Other research shows lonely feelings can be reduced without talking. One small study demonstrated that eight weeks of mindfulness training helped decrease loneliness. Participants in the study practiced mediation exercises at home for 30 minutes each day, along with learning stress reduction techniques.

Conway says the physical practice of yoga can be an entry into the emotional realm and learning how to express our feelings. "When you're lonely there's a disconnect. Many people have a feeling that they've done something wrong. Yoga can help them come back to their body and make that friendship with their body again."

While many people may lack the words to describe their experience with cancer, a gentle yoga practice can help patients to breathe and be in touch with all the sensations in their body. Conway says that yoga helps uncovers those layers simply by checking in with the body.

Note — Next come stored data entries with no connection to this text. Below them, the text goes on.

//! User program images.
//!
//! An image starts with a fixed header: a magic number, then three segment
//! descriptors (code, initialized data, uninitialized data). Each descriptor
//! says where the segment goes in the address space, where its bytes start
//! in the file and how long it is. Everything is a little-endian `u32`.

use crate::fs::OpenFile;
use crate::mem::VmError;
use alloc::vec;
use alloc::vec::Vec;
use core::ops::Range;
use nom::combinator::verify;
use nom::number::complete::le_u32;
use nom::IResult;

pub const NOFF_MAGIC: u32 = 0x00BA_DFAD;
pub const HEADER_SIZE: usize = 4 + 3 * 12;

#[derive(Copy, Clone, Debug, Default, PartialEq, Eq)]
pub struct Segment {
    pub virtual_addr: u32,
    pub in_file_addr: u32,
    pub size: u32,
}

impl Segment {
    fn parse(bytes: &[u8]) -> IResult<&[u8], Segment> {
        let (bytes, virtual_addr) = le_u32(bytes)?;
        let (bytes, in_file_addr) = le_u32(bytes)?;
        let (bytes, size) = le_u32(bytes)?;

        Ok((
            bytes,
            Segment {
                virtual_addr,
                in_file_addr,
                size,
            },
        ))
    }

    /// Addresses the segment occupies once loaded.
    pub fn virtual_range(&self) -> Range<usize> {
        let start = self.virtual_addr as usize;
        start..start + self.size as usize
    }

    fn file_range(&self) -> Range<usize> {
        let start = self.in_file_addr as usize;
        start..start + self.size as usize
    }

    fn to_bytes(self) -> [u8; 12] {
        let mut out = [0; 12];
        out[0..4].copy_from_slice(&self.virtual_addr.to_le_bytes());
        out[4..8].copy_from_slice(&self.in_file_addr.to_le_bytes());
        out[8..12].copy_from_slice(&self.size.to_le_bytes());
        out
    }
}

#[derive(Copy, Clone, Debug, PartialEq, Eq)]
pub struct NoffHeader {
    pub code: Segment,
    pub init_data: Segment,
    pub uninit_data: Segment,
}

impl NoffHeader {
    pub fn parse(bytes: &[u8]) -> IResult<&[u8], NoffHeader> {
        let (bytes, _) = verify(le_u32, |magic| *magic == NOFF_MAGIC)(bytes)?;
        let (bytes, code) = Segment::parse(bytes)?;
        let (bytes, init_data) = Segment::parse(bytes)?;
        let (bytes, uninit_data) = Segment::parse(bytes)?;

        Ok((
            bytes,
            NoffHeader {
                code,
                init_data,
                uninit_data,
            },
        ))
    }
}

/// A parsed image: the header plus the whole file it came from.
#[derive(Clone, Debug)]
pub struct Executable {
    header: NoffHeader,
    image: Vec<u8>,
}

impl Executable {
    /// Parses `image`, checking that every segment with contents lies inside
    /// it.
    pub fn from_bytes(image: Vec<u8>) -> Result<Self, VmError> {
        let (_, header) = NoffHeader::parse(&image).map_err(|_| VmError::InvalidExecutable)?;
        for segment in [header.code, header.init_data] {
            if segment.file_range().end > image.len() {
                return Err(VmError::InvalidExecutable);
            }
        }
        Ok(Self { header, image })
    }

    /// Reads the whole of `file` and parses it.
    pub fn load(file: &mut OpenFile) -> Result<Self, VmError> {
        let mut image = vec![0; file.length()?];
        file.seek(0);
        let read = file.read(&mut image)?;
        image.truncate(read);
        Self::from_bytes(image)
    }

    /// Builds an image with code at address 0 and data right after it.
    pub fn build(code: &[u8], init_data: &[u8], uninit_size: u32) -> Vec<u8> {
        let code_seg = Segment {
            virtual_addr: 0,
            in_file_addr: HEADER_SIZE as u32,
            size: code.len() as u32,
        };
        let data_seg = Segment {
            virtual_addr: code_seg.size,
            in_file_addr: code_seg.in_file_addr + code_seg.size,
            size: init_data.len() as u32,
        };
        let bss_seg = Segment {
            virtual_addr: data_seg.virtual_addr + data_seg.size,
            in_file_addr: 0,
            size: uninit_size,
        };

        let mut image = Vec::with_capacity(HEADER_SIZE + code.len() + init_data.len());
        image.extend_from_slice(&NOFF_MAGIC.to_le_bytes());
        for segment in [code_seg, data_seg, bss_seg] {
            image.extend_from_slice(&segment.to_bytes());
        }
        image.extend_from_slice(code);
        image.extend_from_slice(init_data);
        image
    }

    pub fn header(&self) -> &NoffHeader {
        &self.header
    }

    /// Bytes of address space the segments need, from address 0 to the end
    /// of the highest one.
    pub fn size(&self) -> usize {
        [self.header.code, self.header.init_data, self.header.uninit_data]
            .iter()
            .map(|segment| segment.virtual_range().end)
            .max()
            .unwrap_or(0)
    }

    /// Copies into `frame` whatever part of the code and initialized data
    /// falls inside `[page_addr, page_addr + frame.len())`. Other bytes are
    /// left alone.
    pub fn copy_page(&self, page_addr: usize, frame: &mut [u8]) {
        let page = page_addr..page_addr + frame.len();
        for segment in [self.header.code, self.header.init_data] {
            let extent = segment.virtual_range();
            let start = page.start.max(extent.start);
            let end = page.end.min(extent.end);
            if start >= end {
                continue;
            }
            let from = segment.in_file_addr as usize + (start - extent.start);
            frame[start - page.start..end - page.start]
                .copy_from_slice(&self.image[from..from + (end - start)]);
        }
    }

    /// Whether `[page_addr, page_addr + len)` holds nothing but code.
    pub fn is_code_only(&self, page_addr: usize, len: usize) -> bool {
        let code = self.header.code.virtual_range();
        code.start <= page_addr && page_addr + len <= code.end
    }
}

Where to Find Support Today

If you're dealing with cancer or another illness, there are many ways to get the mind-body support you need once you find the courage to ask for help. You can join a group support network (check with your doctor for one near you), find a yoga class, or talk to a trusted friend or therapist who will let you talk openly about your experience and emotions.

If you decide to reach out to family or friends for support, think about what would be most helpful to you during and after treatment. Do you need help with groceries and errands? Do you need support for your children or other family members so you can have some down time? Would you like someone to go with you to appointments? When you reach out it can be helpful to give specific tasks so people know how to support you.

There are a number of online resources available, too. The American Cancer Society offers several options, groups like CancerCare offer phone and online counseling, and Cancer Support Community offers a free online chat and a phone hotline (as well a network of local groups for live support).